From: Andrew Cooper <andrew.cooper3@citrix.com>
To: Jan Beulich <JBeulich@suse.com>,
xen-devel <xen-devel@lists.xenproject.org>
Cc: Keir Fraser <keir@xen.org>
Subject: Re: [PATCH 1/4] x86/MSI-X: be more careful during teardown
Date: Fri, 13 Mar 2015 18:10:50 +0000 [thread overview]
Message-ID: <5503282A.6090000@citrix.com> (raw)
In-Reply-To: <54FF29970200007800068355@mail.emea.novell.com>
On 10/03/15 16:27, Jan Beulich wrote:
> When a device gets detached from a guest, pciback will clear its
> command register, thus disabling both memory and I/O decoding. The
> disabled memory decoding, however, has an effect on the MSI-X table
> accesses the hypervisor does: These won't have the intended effect
> anymore. Even worse, for PCIe devices (but not SR-IOV virtual
> functions) such accesses may (will?) be treated as Unsupported
> Requests
Will, as the root port will issue a write and get no reply.
VF config space is part of a memory bar on the PF, which itself will
still be valid for requests even if the VF has memory decoding disabled.
On the other hand, if the PF has memory decoding disabled, I expect any
VF config access to result in a UR.
> , causing respective errors to be surfaced, potentially in the
> form of NMIs that may be fatal to the hypervisor or Dom0 is different
> ways. Hence rather than carrying out these accesses, we should avoid
> them where we can, and use alternative (e.g. PCI config space based)
> mechanisms to achieve at least the same effect.
>
> Signed-off-by: Jan Beulich <jbeulich@suse.com>
> ---
> Backporting note (largely to myself):
> Depends on (not yet backported) commit 061eebe0e "x86/MSI: drop
> workaround for insecure Dom0 kernels" (due to re-use of struct
> arch_msix's warned field).
>
> --- a/xen/arch/x86/msi.c
> +++ b/xen/arch/x86/msi.c
> @@ -121,6 +121,27 @@ static void msix_put_fixmap(struct arch_
> spin_unlock(&msix->table_lock);
> }
>
> +static bool_t memory_decoded(const struct pci_dev *dev)
> +{
> + u8 bus, slot, func;
> +
> + if ( !dev->info.is_virtfn )
> + {
> + bus = dev->bus;
> + slot = PCI_SLOT(dev->devfn);
> + func = PCI_FUNC(dev->devfn);
> + }
> + else
> + {
> + bus = dev->info.physfn.bus;
> + slot = PCI_SLOT(dev->info.physfn.devfn);
> + func = PCI_FUNC(dev->info.physfn.devfn);
> + }
> +
> + return !!(pci_conf_read16(dev->seg, bus, slot, func, PCI_COMMAND) &
> + PCI_COMMAND_MEMORY);
> +}
> +
> /*
> * MSI message composition
> */
> @@ -162,7 +183,7 @@ void msi_compose_msg(unsigned vector, co
> }
> }
>
> -static void read_msi_msg(struct msi_desc *entry, struct msi_msg *msg)

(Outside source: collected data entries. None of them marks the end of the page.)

//! Relevant-table selection.
//!
//! Small schemas are passed through untouched. Larger ones are narrowed by a
//! forced tool call whose argument schema enumerates the known table names,
//! so the model can only pick tables that exist. When no attempt yields a
//! selection, the first `fallback` tables are used in their original order.

use crate::agent::pipeline::{Stage, StageContext, StageOutput};
use crate::agent::prompt::{RELEVANT_TABLES_PROMPT, render_template};
use crate::agent::retry::{RetryPolicy, retry};
use crate::db::executor::CancellationToken;
use crate::error::{AppError, AppResult};
use crate::llm::{ChatMessage, ChatModel, ChatRequest, ToolChoice, ToolDefinition};
use async_trait::async_trait;
use serde::Deserialize;
use serde_json::json;
use tracing::{debug, info, warn};

/// Table count from which the model is asked to narrow the list.
pub const DEFAULT_TABLE_THRESHOLD: usize = 25;

/// Tables kept when the model never returns a selection.
pub const DEFAULT_FALLBACK_TABLES: usize = 25;

const TOOL_NAME: &str = "Table";
const STAGE: &str = "relevant tables";

#[derive(Debug, Deserialize)]
struct ToolArguments {
    #[serde(default)]
    rows: Vec<String>,
}

#[derive(Debug, Clone)]
pub struct RelevantTableSelector {
    tables: Vec<String>,
    threshold: usize,
    fallback: usize,
    policy: RetryPolicy,
}

impl RelevantTableSelector {
    pub fn new(tables: Vec<String>) -> Self {
        Self {
            tables,
            threshold: DEFAULT_TABLE_THRESHOLD,
            fallback: DEFAULT_FALLBACK_TABLES,
            policy: RetryPolicy::default(),
        }
    }

    pub fn with_threshold(mut self, threshold: usize) -> Self {
        self.threshold = threshold;
        self
    }

    pub fn with_fallback(mut self, fallback: usize) -> Self {
        self.fallback = fallback;
        self
    }

    pub fn with_policy(mut self, policy: RetryPolicy) -> Self {
        self.policy = policy;
        self
    }

    /// True when the table count reaches the threshold.
    pub fn needs_model(&self) -> bool {
        self.tables.len() >= self.threshold
    }

    /// First `fallback` tables, order preserved.
    pub fn fallback_tables(&self) -> Vec<String> {
        self.tables.iter().take(self.fallback).cloned().collect()
    }

    /// The `Table` tool, constrained to the known table names.
    pub fn tool(&self) -> ToolDefinition {
        ToolDefinition::function(
            TOOL_NAME,
            "Get relevant tables from a given list",
            json!({
                "type": "object",
                "properties": {
                    "rows": {
                        "type": "array",
                        "description": "Name list of table in SQL database",
                        "items": {
                            "type": "string",
                            "enum": self.tables,
                        },
                    },
                },
                "required": ["rows"],
            }),
        )
    }

    fn request(&self, model: &str, question: &str) -> ChatRequest {
        let prompt = render_template(
            RELEVANT_TABLES_PROMPT,
            [("tableNames", self.tables.join("\n"))],
        );
        ChatRequest::new(
            model,
            vec![ChatMessage::user(prompt), ChatMessage::user(question)],
        )
        .with_tool(self.tool(), ToolChoice::Required)
    }

    /// Known tables named by the first tool call, in the model's order.
    fn parse_selection(&self, arguments: &str) -> Vec<String> {
        let args: ToolArguments = serde_json::from_str(arguments).unwrap_or(ToolArguments {
            rows: Vec::new(),
        });
        let mut selected: Vec<String> = Vec::new();
        for row in args.rows {
            if self.tables.contains(&row) && !selected.contains(&row) {
                selected.push(row);
            }
        }
        selected
    }

    /// Tables relevant to `question`.
    ///
    /// Model call failures other than an answer without a usable tool call
    /// are returned as errors.
    pub async fn select(
        &self,
        question: &str,
        model: &dyn ChatModel,
        cancel: &CancellationToken,
    ) -> AppResult<Vec<String>> {
        if !self.needs_model() {
            debug!(
                tables = self.tables.len(),
                threshold = self.threshold,
                "Below threshold, using every table"
            );
            return Ok(self.tables.clone());
        }

        let request = self.request(model.model(), question);
        let outcome = retry(STAGE, self.policy, cancel, |attempt| {
            let request = request.clone();
            async move {
                let completion = model.complete(request).await?;
                let Some(call) = completion.tool_calls.first() else {
                    debug!(attempt, "Answer without a tool call");
                    return Err(AppError::empty_response(STAGE));
                };
                let selected = self.parse_selection(&call.arguments);
                if selected.is_empty() {
                    debug!(attempt, arguments = %call.arguments, "Tool call selected nothing");
                    return Err(AppError::empty_response(STAGE));
                }
                Ok(selected)
            }
        })
        .await;

        match outcome {
            Ok(selected) => {
                info!(selected = selected.len(), of = self.tables.len(), "Selected relevant tables");
                Ok(selected)
            }
            Err(failure) if failure.is_soft_exhaustion() => {
                let fallback = self.fallback_tables();
                warn!(
                    fallback = fallback.len(),
                    "No table selection from the model, using the first tables"
                );
                Ok(fallback)
            }
            Err(failure) => Err(failure.into_error(STAGE)),
        }
    }
}

#[async_trait]
impl Stage for RelevantTableSelector {
    fn name(&self) -> &str {
        STAGE
    }

    async fn run(&self, ctx: StageContext<'_>) -> AppResult<StageOutput> {
        let tables = self.select(ctx.question(), ctx.model, ctx.cancel).await?;
        Ok(StageOutput::Text(serde_json::to_string(&tables)?))
    }
}

/// Parse the table list message produced by [`RelevantTableSelector`].
pub fn parse_table_list(message: &str) -> Vec<String> {
    serde_json::from_str(message).unwrap_or_else(|_| {
        message
            .lines()
            .map(str::trim)
            .filter(|l| !l.is_empty())
            .map(str::to_string)
            .collect()
    })
}

#[cfg(test)]
mod tests {
    use super::*;
    use crate::llm::{ChatCompletion, TokenStream, ToolCall};
    use std::sync::Mutex;

    /// Replays canned completions and records requests.
    struct Scripted {
        answers: Mutex<Vec<AppResult<ChatCompletion>>>,
        requests: Mutex<Vec<ChatRequest>>,
    }

    impl Scripted {
        fn new(answers: Vec<AppResult<ChatCompletion>>) -> Self {
            Self {
                answers: Mutex::new(answers),
                requests: Mutex::new(Vec::new()),
            }
        }

        fn calls(&self) -> usize {
            self.requests.lock().unwrap().len()
        }
    }

    #[async_trait]
    impl ChatModel for Scripted {
        fn model(&self) -> &str {
            "scripted"
        }

        async fn complete(&self, request: ChatRequest) -> AppResult<ChatCompletion> {
            self.requests.lock().unwrap().push(request);
            let mut answers = self.answers.lock().unwrap();
            if answers.is_empty() {
                Ok(ChatCompletion::default())
            } else {
                answers.remove(0)
            }
        }

        async fn stream(&self, _request: ChatRequest) -> AppResult<TokenStream> {
            Err(AppError::internal("not streaming"))
        }
    }

    fn tables(n: usize) -> Vec<String> {
        (0..n).map(|i| format!("t{:02}", i)).collect()
    }

    fn tool_answer(arguments: &str) -> AppResult<ChatCompletion> {
        Ok(ChatCompletion {
            content: String::new(),
            tool_calls: vec![ToolCall {
                id: "call_1".to_string(),
                name: TOOL_NAME.to_string(),
                arguments: arguments.to_string(),
            }],
        })
    }

    #[tokio::test]
    async fn test_small_schema_skips_model() {
        let model = Scripted::new(vec![]);
        let selector = RelevantTableSelector::new(tables(3));
        let selected = selector
            .select("how many users?", &model, &CancellationToken::new())
            .await
            .unwrap();
        assert_eq!(selected, tables(3));
        assert_eq!(model.calls(), 0);
    }

    #[tokio::test]
    async fn test_fallback_after_retries_without_tool_call() {
        let model = Scripted::new(vec![]);
        let selector = RelevantTableSelector::new(tables(30));
        let selected = selector
            .select("anything", &model, &CancellationToken::new())
            .await
            .unwrap();
        assert_eq!(selected, tables(25));
        assert_eq!(model.calls(), 3);
    }

    #[tokio::test]
    async fn test_selection_filters_unknown_names() {
        let model = Scripted::new(vec![
            Ok(ChatCompletion::text("I think t01")),
            tool_answer(r#"{"rows":["t05","ghost","t01","t05"]}"#),
        ]);
        let selector = RelevantTableSelector::new(tables(30));
        let selected = selector
            .select("q", &model, &CancellationToken::new())
            .await
            .unwrap();
        assert_eq!(selected, ["t05", "t01"]);
        assert_eq!(model.calls(), 2);

        let request = &model.requests.lock().unwrap()[0];
        assert_eq!(request.tool_choice, Some(ToolChoice::Required));
        assert_eq!(request.messages[1].content, "q");
        assert!(request.messages[0].content.contains("t29"));
    }

    #[tokio::test]
    async fn test_model_error_propagates() {
        let model = Scripted::new(vec![Err(AppError::model(Some(401), "invalid key"))]);
        let selector = RelevantTableSelector::new(tables(30));
        let err = selector
            .select("q", &model, &CancellationToken::new())
            .await
            .unwrap_err();
        assert_eq!(err.status(), Some(401));
        assert_eq!(model.calls(), 1);
    }

    #[tokio::test]
    async fn test_threshold_is_configurable() {
        let model = Scripted::new(vec![tool_answer(r#"{"rows":["t02"]}"#)]);
        let selector = RelevantTableSelector::new(tables(6)).with_threshold(5);
        assert!(selector.needs_model());
        let selected = selector
            .select("q", &model, &CancellationToken::new())
            .await
            .unwrap();
        assert_eq!(selected, ["t02"]);
    }

    #[test]
    fn test_tool_schema_enumerates_tables() {
        let tool = RelevantTableSelector::new(tables(2)).tool();
        assert_eq!(tool.function.name, "Table");
        assert_eq!(
            tool.function.parameters["properties"]["rows"]["items"]["enum"],
            json!(["t00", "t01"])
        );
    }

    #[test]
    fn test_parse_table_list() {
        assert_eq!(parse_table_list(r#"["a","b"]"#), ["a", "b"]);
        assert_eq!(parse_table_list("a\n\nb\n"), ["a", "b"]);
    }
}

> +static bool_t read_msi_msg(struct msi_desc *entry, struct msi_msg *msg)
> {
> switch ( entry->msi_attrib.type )
> {
> @@ -198,6 +219,8 @@ static void read_msi_msg(struct msi_desc
> void __iomem *base;
> base = entry->mask_base;
>
> + if ( unlikely(!memory_decoded(entry->dev)) )
> + return 0;
> msg->address_lo = readl(base + PCI_MSIX_ENTRY_LOWER_ADDR_OFFSET);
> msg->address_hi = readl(base + PCI_MSIX_ENTRY_UPPER_ADDR_OFFSET);
> msg->data = readl(base + PCI_MSIX_ENTRY_DATA_OFFSET);
> @@ -209,6 +232,8 @@ static void read_msi_msg(struct msi_desc
>
> if ( iommu_intremap )
> iommu_read_msi_from_ire(entry, msg);
> +
> + return 1;
> }
>
> static int write_msi_msg(struct msi_desc *entry, struct msi_msg *msg)
> @@ -260,6 +285,8 @@ static int write_msi_msg(struct msi_desc
> void __iomem *base;
> base = entry->mask_base;
>
> + if ( unlikely(!memory_decoded(entry->dev)) )
> + return -ENXIO;
> writel(msg->address_lo,
> base + PCI_MSIX_ENTRY_LOWER_ADDR_OFFSET);
> writel(msg->address_hi,
> @@ -287,7 +314,8 @@ void set_msi_affinity(struct irq_desc *d
> ASSERT(spin_is_locked(&desc->lock));
>
> memset(&msg, 0, sizeof(msg));
> - read_msi_msg(msi_desc, &msg);
> + if ( !read_msi_msg(msi_desc, &msg) )
> + return;
>
> msg.data &= ~MSI_DATA_VECTOR_MASK;
> msg.data |= MSI_DATA_VECTOR(desc->arch.vector);
Assuming a non-racy setup, this hunk makes the memory decode check in
write_msi_msg() redundant. I cant however think of a neat way to elide
the second access, because all other callers of write_msi_msg() need it.
> @@ -347,20 +375,24 @@ int msi_maskable_irq(const struct msi_de
> || entry->msi_attrib.maskbit;
> }
>
> -static void msi_set_mask_bit(struct irq_desc *desc, int flag)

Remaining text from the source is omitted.